• Home
  • Infomina
  • Tes Genetika, Cara Baru Penelitian Keragaman Hayati Laut Indonesia

Tes Genetika, Cara Baru Penelitian Keragaman Hayati Laut Indonesia

| Wed, 08 Jul 2020 - 10:40

Keragaman hayati Indonesia kini bisa diteliti dengan data masif. Sekelompok peneliti melakukan percobaan meneliti keragaman genetik di lima titik penyelaman populer di nusantara dan menggunakan model yang bisa memproses data besar.
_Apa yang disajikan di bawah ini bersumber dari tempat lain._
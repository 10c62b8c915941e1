//! Shared helper functions for CLI commands

/// Truncate a string to max_len, adding "..." if truncated
///
/// Useful for table columns that need fixed-width output.
pub fn truncate_str(s: &str, max_len: usize) -> String {
    if s.chars().count() <= max_len {
        s.to_string()
    } else {
        let cut: String = s.chars().take(max_len.saturating_sub(3)).collect();
        format!("{}...", cut)
    }
}

#[cfg(test)]
mod tests {
    use super::*;

    #[test]
    fn test_truncate_str() {
        assert_eq!(truncate_str("hello", 10), "hello");
        assert_eq!(truncate_str("hello world", 8), "hello...");
        assert_eq!(truncate_str("hi", 2), "hi");
    }

    #[test]
    fn test_truncate_str_multibyte() {
        // must not split inside a multi-byte character
        assert_eq!(truncate_str("sévérité élevée", 9), "sévéri...");
    }
}
//! Strategic and operational scenarios (Workshops 3 and 4)

use serde::{Deserialize, Serialize};

use crate::core::accumulator::{Validate, ValidationErrors};
use crate::core::entity::Entity;
use crate::core::identity::{EntityId, EntityPrefix};

/// Security control family
#[derive(Debug, Clone, Copy, PartialEq, Eq, Hash, Serialize, Deserialize)]
#[serde(rename_all = "lowercase")]
#[derive(Default)]
pub enum ControlKind {
    #[default]
    Preventive,
    Protective,
    Recovery,
}

impl ControlKind {
    pub fn all() -> &'static [ControlKind] {
        &[
            ControlKind::Preventive,
            ControlKind::Protective,
            ControlKind::Recovery,
        ]
    }
}

impl std::fmt::Display for ControlKind {
    fn fmt(&self, f: &mut std::fmt::Formatter<'_>) -> std::fmt::Result {
        match self {
            ControlKind::Preventive => write!(f, "preventive"),
            ControlKind::Protective => write!(f, "protective"),
            ControlKind::Recovery => write!(f, "recovery"),
        }
    }
}

/// A security control embedded in a scenario, rated for effectiveness 1-4
#[derive(Debug, Clone, Serialize, Deserialize)]
pub struct Control {
    pub id: EntityId,

    pub name: String,

    #[serde(rename = "type")]
    pub kind: ControlKind,

    /// Effectiveness 1-4
    pub effectiveness: u8,
}

impl Control {
    pub fn new(name: String, kind: ControlKind, effectiveness: u8) -> Self {
        Self {
            id: EntityId::new(EntityPrefix::Ctrl),
            name,
            kind,
            effectiveness,
        }
    }
}

/// How a strategic scenario unfolds
#[derive(Debug, Clone, Copy, PartialEq, Eq, Serialize, Deserialize)]
#[serde(rename_all = "lowercase")]
#[derive(Default)]
pub enum OperatingMode {
    #[default]
    Direct,
    Indirect,
    Combined,
}

impl OperatingMode {
    pub fn all() -> &'static [OperatingMode] {
        &[
            OperatingMode::Direct,
            OperatingMode::Indirect,
            OperatingMode::Combined,
        ]
    }
}

impl std::fmt::Display for OperatingMode {
    fn fmt(&self, f: &mut std::fmt::Formatter<'_>) -> std::fmt::Result {
        match self {
            OperatingMode::Direct => write!(f, "direct"),
            OperatingMode::Indirect => write!(f, "indirect"),
            OperatingMode::Combined => write!(f, "combined"),
        }
    }
}

/// A high-level attack narrative linking risk sources to targeted
/// business values, rated for severity and likelihood on the 1-4 scale
#[derive(Debug, Clone, Serialize, Deserialize)]
pub struct StrategicScenario {
    pub id: EntityId,

    pub name: String,

    pub description: String,

    /// Originating risk sources (referenced by id)
    #[serde(default, skip_serializing_if = "Vec::is_empty")]
    pub sources: Vec<EntityId>,

    /// Business values under attack (referenced by id)
    #[serde(default, skip_serializing_if = "Vec::is_empty")]
    pub targeted_values: Vec<EntityId>,

    #[serde(default)]
    pub mode: OperatingMode,

    /// Severity 1-4 (business impact)
    pub severity: u8,

    /// Likelihood 1-4
    pub likelihood: u8,

    #[serde(default)]
    pub justification: String,

    #[serde(default, skip_serializing_if = "Vec::is_empty")]
    pub controls: Vec<Control>,
}

impl StrategicScenario {
    pub fn new(name: String, description: String) -> Self {
        Self {
            id: EntityId::new(EntityPrefix::Scen),
            name,
            description,
            sources: Vec::new(),
            targeted_values: Vec::new(),
            mode: OperatingMode::default(),
            severity: 1,
            likelihood: 1,
            justification: String::new(),
            controls: Vec::new(),
        }
    }
}

impl Entity for StrategicScenario {
    const PREFIX: &'static str = "SCEN";

    fn id(&self) -> &EntityId {
        &self.id
    }

    fn name(&self) -> &str {
        &self.name
    }
}

impl Validate for StrategicScenario {
    fn validate(&self) -> ValidationErrors {
        let mut errors = ValidationErrors::new();
        errors.require_non_blank("name", &self.name);
        errors.require_non_blank("description", &self.description);
        if self.sources.is_empty() {
            errors.push("sources", "at least one risk source is required");
        }
        if self.targeted_values.is_empty() {
            errors.push("targeted_values", "at least one targeted value is required");
        }
        errors.require_in_scale("severity", self.severity, 1, 4);
        errors.require_in_scale("likelihood", self.likelihood, 1, 4);
        errors
    }
}

/// Technical decomposition family of an operational scenario
#[derive(Debug, Clone, Copy, PartialEq, Eq, Serialize, Deserialize)]
#[serde(rename_all = "lowercase")]
#[derive(Default)]
pub enum AttackModeKind {
    #[default]
    Technical,
    Physical,
    Organizational,
}

impl AttackModeKind {
    pub fn all() -> &'static [AttackModeKind] {
        &[
            AttackModeKind::Technical,
            AttackModeKind::Physical,
            AttackModeKind::Organizational,
        ]
    }
}

impl std::fmt::Display for AttackModeKind {
    fn fmt(&self, f: &mut std::fmt::Formatter<'_>) -> std::fmt::Result {
        match self {
            AttackModeKind::Technical => write!(f, "technical"),
            AttackModeKind::Physical => write!(f, "physical"),
            AttackModeKind::Organizational => write!(f, "organizational"),
        }
    }
}

/// Concrete attack mode of an operational scenario
#[derive(Debug, Clone, Default, Serialize, Deserialize)]
pub struct AttackMode {
    #[serde(rename = "type")]
    pub kind: AttackModeKind,

    #[serde(default)]
    pub details: String,
}

/// A technical decomposition of a strategic scenario, rated for
/// probability and impact on the 1-4 scale
#[derive(Debug, Clone, Serialize, Deserialize)]
pub struct OperationalScenario {
    pub id: EntityId,

    pub name: String,

    pub description: String,

    /// Parent strategic scenario
    pub strategic_scenario: EntityId,

    #[serde(default)]
    pub mode: AttackMode,

    #[serde(default, skip_serializing_if = "Vec::is_empty")]
    pub existing_controls: Vec<Control>,

    /// Probability 1-4 (technical likelihood)
    pub probability: u8,

    /// Impact 1-4
    pub impact: u8,

    #[serde(default)]
    pub justification: String,
}

impl OperationalScenario {
    pub fn new(name: String, description: String, strategic_scenario: EntityId) -> Self {
        Self {
            id: EntityId::new(EntityPrefix::Ops),
            name,
            description,
            strategic_scenario,
            mode: AttackMode::default(),
            existing_controls: Vec::new(),
            probability: 1,
            impact: 1,
            justification: String::new(),
        }
    }

    /// Raw 1-16 risk level, recomputed from current ratings
    pub fn level(&self) -> u16 {
        let p = self.probability.clamp(1, 4) as u16;
        let i = self.impact.clamp(1, 4) as u16;
        p * i
    }
}

impl Entity for OperationalScenario {
    const PREFIX: &'static str = "OPS";

    fn id(&self) -> &EntityId {
        &self.id
    }

    fn name(&self) -> &str {
        &self.name
    }
}

impl Validate for OperationalScenario {
    fn validate(&self) -> ValidationErrors {
        let mut errors = ValidationErrors::new();
        errors.require_non_blank("name", &self.name);
        errors.require_non_blank("description", &self.description);
        errors.require_in_scale("probability", self.probability, 1, 4);
        errors.require_in_scale("impact", self.impact, 1, 4);
        errors
    }
}

#[cfg(test)]
mod tests {
    use super::*;

    #[test]
    fn test_strategic_scenario_requires_refs() {
        let scenario = StrategicScenario::new(
            "Data breach".to_string(),
            "Exfiltration of order records".to_string(),
        );
        let errors = scenario.validate();
        assert!(errors.field("sources").is_some());
        assert!(errors.field("targeted_values").is_some());
    }

    #[test]
    fn test_strategic_scenario_valid_with_refs() {
        let mut scenario = StrategicScenario::new(
            "Data breach".to_string(),
            "Exfiltration of order records".to_string(),
        );
        scenario.sources.push(EntityId::new(EntityPrefix::Src));
        scenario.targeted_values.push(EntityId::new(EntityPrefix::Bv));
        scenario.severity = 3;
        scenario.likelihood = 2;
        assert!(scenario.validate().is_empty());
    }

    #[test]
    fn test_strategic_scenario_scale_bounds() {
        let mut scenario = StrategicScenario::new("x".to_string(), "y".to_string());
        scenario.sources.push(EntityId::new(EntityPrefix::Src));
        scenario.targeted_values.push(EntityId::new(EntityPrefix::Bv));
        scenario.severity = 5;
        assert!(scenario.validate().field("severity").is_some());
    }

    #[test]
    fn test_operational_scenario_level() {
        let mut ops = OperationalScenario::new(
            "Pivot via VPN".to_string(),
            "Stolen credentials used on the VPN concentrator".to_string(),
            EntityId::new(EntityPrefix::Scen),
        );
        ops.probability = 3;
        ops.impact = 4;
        assert_eq!(ops.level(), 12);
    }

    #[test]
    fn test_operational_scenario_level_clamps() {
        let mut ops = OperationalScenario::new(
            "x".to_string(),
            "y".to_string(),
            EntityId::new(EntityPrefix::Scen),
        );
        ops.probability = 0;
        ops.impact = 9;
        // Out-of-range ratings are clamped to the 1-4 scale before multiplying
        assert_eq!(ops.level(), 4);
    }

    #[test]
    fn test_controls_edited_through_draft_persist() {
        use crate::core::accumulator::Accumulator;

        let mut scenario = StrategicScenario::new(
            "Data breach".to_string(),
            "Exfiltration of order records".to_string(),
        );
        scenario.sources.push(EntityId::new(EntityPrefix::Src));
        scenario.targeted_values.push(EntityId::new(EntityPrefix::Bv));
        scenario
            .controls
            .push(Control::new("Pare-feu".to_string(), ControlKind::Preventive, 2));

        let mut acc: Accumulator<StrategicScenario> = Accumulator::new();
        acc.add(scenario).unwrap();
        let id = acc.items()[0].id.clone();

        // The likelihood review lets the user drop and add controls on the draft
        let mut draft = acc.start_edit(&id).unwrap();
        draft.controls.remove(0);
        draft
            .controls
            .push(Control::new("Supervision".to_string(), ControlKind::Recovery, 3));
        draft.likelihood = 2;
        acc.save_draft(draft).unwrap();

        let saved = acc.get(&id).unwrap();
        assert_eq!(saved.controls.len(), 1);
        assert_eq!(saved.controls[0].name, "Supervision");
        assert_eq!(saved.controls[0].kind, ControlKind::Recovery);
    }

    #[test]
    fn test_control_embedded_roundtrip() {
        let mut scenario = StrategicScenario::new(
            "Supply chain".to_string(),
            "Compromised dependency".to_string(),
        );
        scenario.sources.push(EntityId::new(EntityPrefix::Src));
        scenario.targeted_values.push(EntityId::new(EntityPrefix::Bv));
        scenario
            .controls
            .push(Control::new("Code review".to_string(), ControlKind::Preventive, 3));

        let yaml = serde_yml::to_string(&scenario).unwrap();
        let parsed: StrategicScenario = serde_yml::from_str(&yaml).unwrap();
        assert_eq!(parsed.controls.len(), 1);
        assert_eq!(parsed.controls[0].kind, ControlKind::Preventive);
    }
}
//! Risk treatments, measures and the monitoring plan (Workshop 5)

use chrono::NaiveDate;
use serde::{Deserialize, Serialize};

use crate::core::accumulator::{Validate, ValidationErrors};
use crate::core::entity::Entity;
use crate::core::identity::{EntityId, EntityPrefix};
use crate::entities::scenario::ControlKind;

/// Treatment strategy
#[derive(Debug, Clone, Copy, PartialEq, Eq, Hash, Serialize, Deserialize)]
#[serde(rename_all = "lowercase")]
#[derive(Default)]
pub enum TreatmentKind {
    #[default]
    Reduction,
    Sharing,
    Avoidance,
    Acceptance,
}

impl TreatmentKind {
    pub fn all() -> &'static [TreatmentKind] {
        &[
            TreatmentKind::Reduction,
            TreatmentKind::Sharing,
            TreatmentKind::Avoidance,
            TreatmentKind::Acceptance,
        ]
    }
}

impl std::fmt::Display for TreatmentKind {
    fn fmt(&self, f: &mut std::fmt::Formatter<'_>) -> std::fmt::Result {
        match self {
            TreatmentKind::Reduction => write!(f, "reduction"),
            TreatmentKind::Sharing => write!(f, "sharing"),
            TreatmentKind::Avoidance => write!(f, "avoidance"),
            TreatmentKind::Acceptance => write!(f, "acceptance"),
        }
    }
}

/// Measure implementation status
#[derive(Debug, Clone, Copy, PartialEq, Eq, Serialize, Deserialize)]
#[serde(rename_all = "camelCase")]
#[derive(Default)]
pub enum MeasureStatus {
    #[default]
    Planned,
    InProgress,
    Completed,
}

impl MeasureStatus {
    pub fn all() -> &'static [MeasureStatus] {
        &[
            MeasureStatus::Planned,
            MeasureStatus::InProgress,
            MeasureStatus::Completed,
        ]
    }
}

impl std::fmt::Display for MeasureStatus {
    fn fmt(&self, f: &mut std::fmt::Formatter<'_>) -> std::fmt::Result {
        match self {
            MeasureStatus::Planned => write!(f, "planned"),
            MeasureStatus::InProgress => write!(f, "inProgress"),
            MeasureStatus::Completed => write!(f, "completed"),
        }
    }
}

/// A concrete security measure attached to a treatment
#[derive(Debug, Clone, Serialize, Deserialize)]
pub struct Measure {
    pub id: EntityId,

    pub name: String,

    #[serde(rename = "type")]
    pub kind: ControlKind,

    /// Implementation cost (arbitrary currency unit)
    #[serde(default)]
    pub cost: f64,

    /// Effectiveness 1-4
    pub effectiveness: u8,

    pub deadline: NaiveDate,

    #[serde(default)]
    pub status: MeasureStatus,
}

impl Measure {
    pub fn new(name: String, kind: ControlKind, effectiveness: u8, deadline: NaiveDate) -> Self {
        Self {
            id: EntityId::new(EntityPrefix::Msr),
            name,
            kind,
            cost: 0.0,
            effectiveness,
            deadline,
            status: MeasureStatus::default(),
        }
    }
}

/// Risk remaining after the treatment's measures are applied,
/// tracked separately from the original scenario risk
#[derive(Debug, Clone, Serialize, Deserialize)]
pub struct ResidualRisk {
    /// Probability 1-5
    pub probability: u8,

    /// Impact 1-5
    pub impact: u8,

    #[serde(default)]
    pub justification: String,
}

impl Default for ResidualRisk {
    fn default() -> Self {
        Self {
            probability: 1,
            impact: 1,
            justification: String::new(),
        }
    }
}

impl ResidualRisk {
    /// Residual level, recomputed from current ratings
    pub fn level(&self) -> u16 {
        let p = self.probability.clamp(1, 5) as u16;
        let i = self.impact.clamp(1, 5) as u16;
        p * i
    }
}

/// Treatment decision for a strategic scenario
#[derive(Debug, Clone, Serialize, Deserialize)]
pub struct RiskTreatment {
    pub id: EntityId,

    /// Strategic scenario being treated
    pub scenario: EntityId,

    #[serde(rename = "type")]
    pub kind: TreatmentKind,

    pub description: String,

    #[serde(default, skip_serializing_if = "Vec::is_empty")]
    pub measures: Vec<Measure>,

    #[serde(default)]
    pub residual_risk: ResidualRisk,
}

impl RiskTreatment {
    pub fn new(scenario: EntityId, kind: TreatmentKind, description: String) -> Self {
        Self {
            id: EntityId::new(EntityPrefix::Trt),
            scenario,
            kind,
            description,
            measures: Vec::new(),
            residual_risk: ResidualRisk::default(),
        }
    }
}

impl Entity for RiskTreatment {
    const PREFIX: &'static str = "TRT";

    fn id(&self) -> &EntityId {
        &self.id
    }

    fn name(&self) -> &str {
        &self.description
    }
}

impl Validate for RiskTreatment {
    fn validate(&self) -> ValidationErrors {
        let mut errors = ValidationErrors::new();
        errors.require_non_blank("description", &self.description);
        errors.require_in_scale("residual_risk.probability", self.residual_risk.probability, 1, 5);
        errors.require_in_scale("residual_risk.impact", self.residual_risk.impact, 1, 5);
        errors
    }
}

/// Review cadence of a monitoring plan entry
#[derive(Debug, Clone, Copy, PartialEq, Eq, Serialize, Deserialize)]
#[serde(rename_all = "lowercase")]
#[derive(Default)]
pub enum Frequency {
    Monthly,
    #[default]
    Quarterly,
    Biannual,
    Annual,
}

impl Frequency {
    pub fn all() -> &'static [Frequency] {
        &[
            Frequency::Monthly,
            Frequency::Quarterly,
            Frequency::Biannual,
            Frequency::Annual,
        ]
    }
}

impl std::fmt::Display for Frequency {
    fn fmt(&self, f: &mut std::fmt::Formatter<'_>) -> std::fmt::Result {
        match self {
            Frequency::Monthly => write!(f, "monthly"),
            Frequency::Quarterly => write!(f, "quarterly"),
            Frequency::Biannual => write!(f, "biannual"),
            Frequency::Annual => write!(f, "annual"),
        }
    }
}

/// A continuous-monitoring commitment from the improvement plan
#[derive(Debug, Clone, Serialize, Deserialize)]
pub struct MonitoringEntry {
    pub id: EntityId,

    pub name: String,

    #[serde(default)]
    pub frequency: Frequency,

    /// Indicators tracked by this entry
    #[serde(default, skip_serializing_if = "Vec::is_empty")]
    pub indicators: Vec<String>,

    /// Parties receiving the review
    #[serde(default, skip_serializing_if = "Vec::is_empty")]
    pub stakeholders: Vec<String>,
}

impl MonitoringEntry {
    pub fn new(name: String, frequency: Frequency) -> Self {
        Self {
            id: EntityId::new(EntityPrefix::Plan),
            name,
            frequency,
            indicators: Vec::new(),
            stakeholders: Vec::new(),
        }
    }
}

impl Entity for MonitoringEntry {
    const PREFIX: &'static str = "PLAN";

    fn id(&self) -> &EntityId {
        &self.id
    }

    fn name(&self) -> &str {
        &self.name
    }
}

impl Validate for MonitoringEntry {
    fn validate(&self) -> ValidationErrors {
        let mut errors = ValidationErrors::new();
        errors.require_non_blank("name", &self.name);
        errors
    }
}

#[cfg(test)]
mod tests {
    use super::*;

    #[test]
    fn test_treatment_creation() {
        let trt = RiskTreatment::new(
            EntityId::new(EntityPrefix::Scen),
            TreatmentKind::Reduction,
            "Harden the database tier".to_string(),
        );
        assert!(trt.id.to_string().starts_with("TRT-"));
        assert!(trt.validate().is_empty());
    }

    #[test]
    fn test_measure_status_serializes_camel_case() {
        let mut trt = RiskTreatment::new(
            EntityId::new(EntityPrefix::Scen),
            TreatmentKind::Reduction,
            "Patch cadence".to_string(),
        );
        let mut measure = Measure::new(
            "Monthly patching".to_string(),
            ControlKind::Preventive,
            3,
            NaiveDate::from_ymd_opt(2026, 12, 1).unwrap(),
        );
        measure.status = MeasureStatus::InProgress;
        trt.measures.push(measure);

        let yaml = serde_yml::to_string(&trt).unwrap();
        assert!(yaml.contains("status: inProgress"));
    }

    #[test]
    fn test_residual_risk_level_recomputed() {
        let residual = ResidualRisk {
            probability: 2,
            impact: 3,
            justification: "after patching".to_string(),
        };
        assert_eq!(residual.level(), 6);
    }

    #[test]
    fn test_residual_risk_scale_checked() {
        let mut trt = RiskTreatment::new(
            EntityId::new(EntityPrefix::Scen),
            TreatmentKind::Acceptance,
            "Accept as-is".to_string(),
        );
        trt.residual_risk.probability = 7;
        assert!(trt.validate().field("residual_risk.probability").is_some());
    }

    #[test]
    fn test_monitoring_entry() {
        let entry = MonitoringEntry::new("Quarterly risk review".to_string(), Frequency::Quarterly);
        assert!(entry.validate().is_empty());
        let yaml = serde_yml::to_string(&entry).unwrap();
        assert!(yaml.contains("frequency: quarterly"));
    }
}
Hal ini didiskusikan dalam Oceanogen Talk 01 Live bertajuk Next Generation Sequencing (NGS) and Big Data for Marine Biodiversity Research in Indonesia, Challenges and Opportunities pada Senin (15/6/2020). Ni Kadek Dita Cahyani, peneliti perempuan dari Bali yang sedang menyelesaikan riset Phd di Ecology and Evolutionary Biology Department UCLA Amerika Serikat dan pegiat di Yayasan Bionesia memaparkan generasi terbaru sekuensing data masif ini.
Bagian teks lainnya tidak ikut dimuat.